In charge, decisive, active, data oriented
Fears loss of control, vulnerability, failure
May become demanding, controlling, intense, and impatient. Works harder. May control through decision making.
May not express feelings, probably won’t engage in talk therapy.
May leave, “check out”
Schedule time to rest and recover, exercise to reduce stress, meditate (this returns your sense of personal control, even if you only meditate for a few minutes)
Let them know if they are monopolizing a conversation or limiting others’ abilities to express their feelings.
Give opportunity to act/work independently, with decision making authority.
Persuasive, enthusiastic, engaging
Fears conflicts, rejection, isolation
May over-sell, over-explain, become emotional. May joke or bring up tragedy at inopportune times but this is their way of processing grief. May initiate a “celebration” or remembrance as their way of trying to be optimistic about the future.
May be more likely to talk about their feelings but prefer individual therapy so they can have someone’s undivided attention.
May give up, become moody and withdrawn
Reach out, spend time with others, exercise to burn off energy. Slow down, and listen to others intently, to reduce your mental chatter.
Allow them space to create an uplifting or encouraging atmosphere. Provide opportunity to move, meet people, interact.
Allow them to express grief and healing through organizing team gatherings or overseeing outreach activities.
Supportive, Friendly, loyal
Fears loss of stability, discord, offending others
May give in to others’ needs. May practice avoidance, escapism through unproductive habits (TV, Eating). May seek security, stability, permanence (purchase home, sign contract, etc).
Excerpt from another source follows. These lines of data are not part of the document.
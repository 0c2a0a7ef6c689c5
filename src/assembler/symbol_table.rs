//! Symbol table mapping labels and variables to 15-bit RAM addresses

use std::collections::HashMap;

/// Address of an assembly-level symbol
pub type Address = u16;

/// Maps labels/variables to addresses, seeded with the 23 predefined symbols
pub struct SymbolTable {
    addresses: HashMap<String, Address>,
}

impl SymbolTable {
    /// Create a table containing only the predefined symbols
    pub fn new() -> SymbolTable {
        let mut addresses = HashMap::new();
        for i in 0..16u16 {
            addresses.insert(format!("R{}", i), i);
        }
        addresses.insert("SP".to_string(), 0);
        addresses.insert("LCL".to_string(), 1);
        addresses.insert("ARG".to_string(), 2);
        addresses.insert("THIS".to_string(), 3);
        addresses.insert("THAT".to_string(), 4);
        addresses.insert("SCREEN".to_string(), 16384);
        addresses.insert("KBD".to_string(), 24576);
        SymbolTable { addresses }
    }

    /// Look up a symbol's address, if known
    pub fn get(&self, name: &str) -> Option<Address> {
        self.addresses.get(name).copied()
    }

    /// Bind a label to an address. Returns `false` if the label was already bound
    pub fn define_label(&mut self, name: &str, address: Address) -> bool {
        if self.addresses.contains_key(name) {
            return false;
        }
        self.addresses.insert(name.to_string(), address);
        true
    }

    /// Bind a variable to an address, overwriting nothing (used only for
    /// fresh, not-yet-seen symbols)
    pub fn define_variable(&mut self, name: &str, address: Address) {
        self.addresses.insert(name.to_string(), address);
    }
}

impl Default for SymbolTable {
    fn default() -> SymbolTable {
        SymbolTable::new()
    }
}

#[cfg(test)]
mod tests {
    use super::*;

    #[test]
    fn predefined_symbols_are_seeded() {
        let table = SymbolTable::new();
        assert_eq!(table.get("SP"), Some(0));
        assert_eq!(table.get("LCL"), Some(1));
        assert_eq!(table.get("ARG"), Some(2));
        assert_eq!(table.get("THIS"), Some(3));
        assert_eq!(table.get("THAT"), Some(4));
        assert_eq!(table.get("SCREEN"), Some(16384));
        assert_eq!(table.get("KBD"), Some(24576));
        for i in 0..16 {
            assert_eq!(table.get(&format!("R{}", i)), Some(i));
        }
        assert_eq!(table.get("nope"), None);
    }

    #[test]
    fn label_collision_is_rejected() {
        let mut table = SymbolTable::new();
        assert!(table.define_label("LOOP", 10));
        assert!(!table.define_label("LOOP", 20));
        assert_eq!(table.get("LOOP"), Some(10));
    }
}
use std::sync::Arc;

use refgraph::builder::EmptyDomainPolicy;
use refgraph::features::{Model, RefControlFeatureSet};
use refgraph::inference::top_k;
use refgraph::logic::{LogicLanguage, LogicalExpression};
use refgraph::reader::read;
use refgraph::resolver::Resolver;
use refgraph::settings::InferenceSettings;

// "I want to buy a ticket"
const WANT: &str = "(a:<id,<<e,t>,e>> !1 (lambda $0:e (and:<t*,t> (want-01:<e,t> $0) \
    (c_ARG0:<e,<e,t>> $0 (a:<id,<<e,t>,e>> !2 (lambda $0:e (i:<e,t> $0)))) \
    (c_ARG1:<e,<e,t>> $0 (a:<id,<<e,t>,e>> !3 (lambda $0:e (and:<t*,t> (buy-01:<e,t> $0) \
    (c_ARG0:<e,<e,t>> $0 (ref:<id,e> na:id)) \
    (c_ARG1:<e,<e,t>> $0 (a:<id,<<e,t>,e>> !4 (lambda $0:e (ticket:<e,t> $0)))))))))))";

fn resolved(id: u32) -> LogicalExpression {
    read(&WANT.replace("(ref:<id,e> na:id)", &format!("(ref:<id,e> !{id})"))).expect("parse")
}

fn resolver(beam_size: usize) -> Resolver {
    let mut model = Model::new();
    model.set(&["REFCTRL", "want-01", "c_ARG0", "c_ARG1", "c_ARG0"], 1.0);
    let settings = InferenceSettings { beam_size, ..InferenceSettings::default() };
    Resolver::new(settings, Arc::new(LogicLanguage::default()), Arc::new(model))
        .expect("resolver")
        .with_feature_set(RefControlFeatureSet::default())
}

#[test]
fn control_resolves_to_the_wanter() {
    let resolver = resolver(100);
    let graph = resolver.graph(&read(WANT).expect("parse"), false).expect("graph");
    assert_eq!(graph.num_factors().expect("factors"), 2);

    let (results, exact) = top_k(&graph, 100, false).expect("beam");
    assert!(exact);
    assert_eq!(results.len(), 4);
    let max = results.iter().max().expect("a result");
    assert_eq!(max.result(), &resolved(2));
    assert!((max.score() - 1.0).abs() < 1e-9);
    assert_eq!(max.features().get(&["REFCTRL"]), 1.0);
    // Best first.
    assert_eq!(results[0].result(), &resolved(2));
    assert!(results[1..].iter().all(|r| r.score().abs() < 1e-9));
}

#[test]
fn narrow_beam_is_not_exact() {
    let resolver = resolver(2);
    let (results, exact) = resolver.beam(&read(WANT).expect("parse")).expect("beam");
    assert!(!exact);
    assert_eq!(results.len(), 2);
    assert_eq!(results[0].result(), &resolved(2));
    assert_eq!(results[1].result(), &resolved(1));
}

#[test]
fn beam_serializes_results() {
    let resolver = resolver(100);
    let (results, _) = resolver.beam(&read(WANT).expect("parse")).expect("beam");
    let json = results[0].to_json().expect("json");
    assert!(json.contains("(ref:<id,e> !2)"));
    assert!(json.contains("REFCTRL#want-01#c_ARG0#c_ARG1#c_ARG0"));
}

#[test]
fn without_factors_every_candidate_survives() {
    let resolver = Resolver::new(
        InferenceSettings::default(),
        Arc::new(LogicLanguage::default()),
        Arc::new(Model::new()),
    )
    .expect("resolver");
    let (results, exact) = resolver.beam(&read(WANT).expect("parse")).expect("beam");
    assert!(exact);
    assert_eq!(results.len(), 4);
    assert!(results.iter().all(|r| r.score() == 0.0 && r.features().is_empty()));
}

#[test]
fn empty_domains() {
    let exp = read("(boy:<e,t> (ref:<id,e> na:id))").expect("parse");
    let language = Arc::new(LogicLanguage::default());
    let with = |empty_domain, sloppy| {
        let settings = InferenceSettings { empty_domain, sloppy, ..InferenceSettings::default() };
        Resolver::new(settings, language.clone(), Arc::new(Model::new())).expect("resolver")
    };

    let (results, _) = with(EmptyDomainPolicy::KeepPlaceholder, false).beam(&exp).expect("beam");
    assert_eq!(results.len(), 1);
    assert_eq!(results[0].result(), &exp);

    let (results, _) = with(EmptyDomainPolicy::Exclude, false).beam(&exp).expect("beam");
    assert!(results.is_empty());
    assert!(with(EmptyDomainPolicy::Exclude, false).resolve(&exp).expect("resolve").is_empty());

    let (results, _) = with(EmptyDomainPolicy::Exclude, true).beam(&exp).expect("beam");
    assert_eq!(results.len(), 1);
    assert_eq!(results[0].result(), &exp);
}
Seeks solace in family and close friends. May draw loved ones near.
May prefer group therapy so can be part of a community.
May act hurt, become stubborn
Reach out, spend time with confidants, face and name uncomfortable emotions and do not judge yourself for them.
Involve them in decisions and planning, don’t let them take on too much work (help them say no), encourage them to share their feelings rather than ignore them (coach them to put their own oxygen mask on first).
Give them the care they normally give to everyone else. Allow them to work behind the scenes until they feel ready to re-engage with others without sacrificing themselves.
Careful, quiet, organized
Fears being wrong, criticism, strong emotions, ambiguity
May not be able to make decisions, become critical, and dwell on issues.
May want to control the details of a remembrance/event to assure no mistakes. May become irritated by seemingly small details that are missed. (e.g the wrong flower, font, photo) Shows care through attention to detail.
May not participate in talk therapy but given time and space may discuss feelings.
May engage in emotional attacks
Try meditation and deep breathing exercises to regain personal control. Break responsibilities up into small, manageable tasks.
Share as much information as reasonable. In assignments, be specific, share rationale, allow extra time to complete, be available to help with decision-making and work prioritization.
Where there are unknowns in the team workload, assign them to assess and monitor, report on changing situation. Task oriented so may need action items to keep them busy.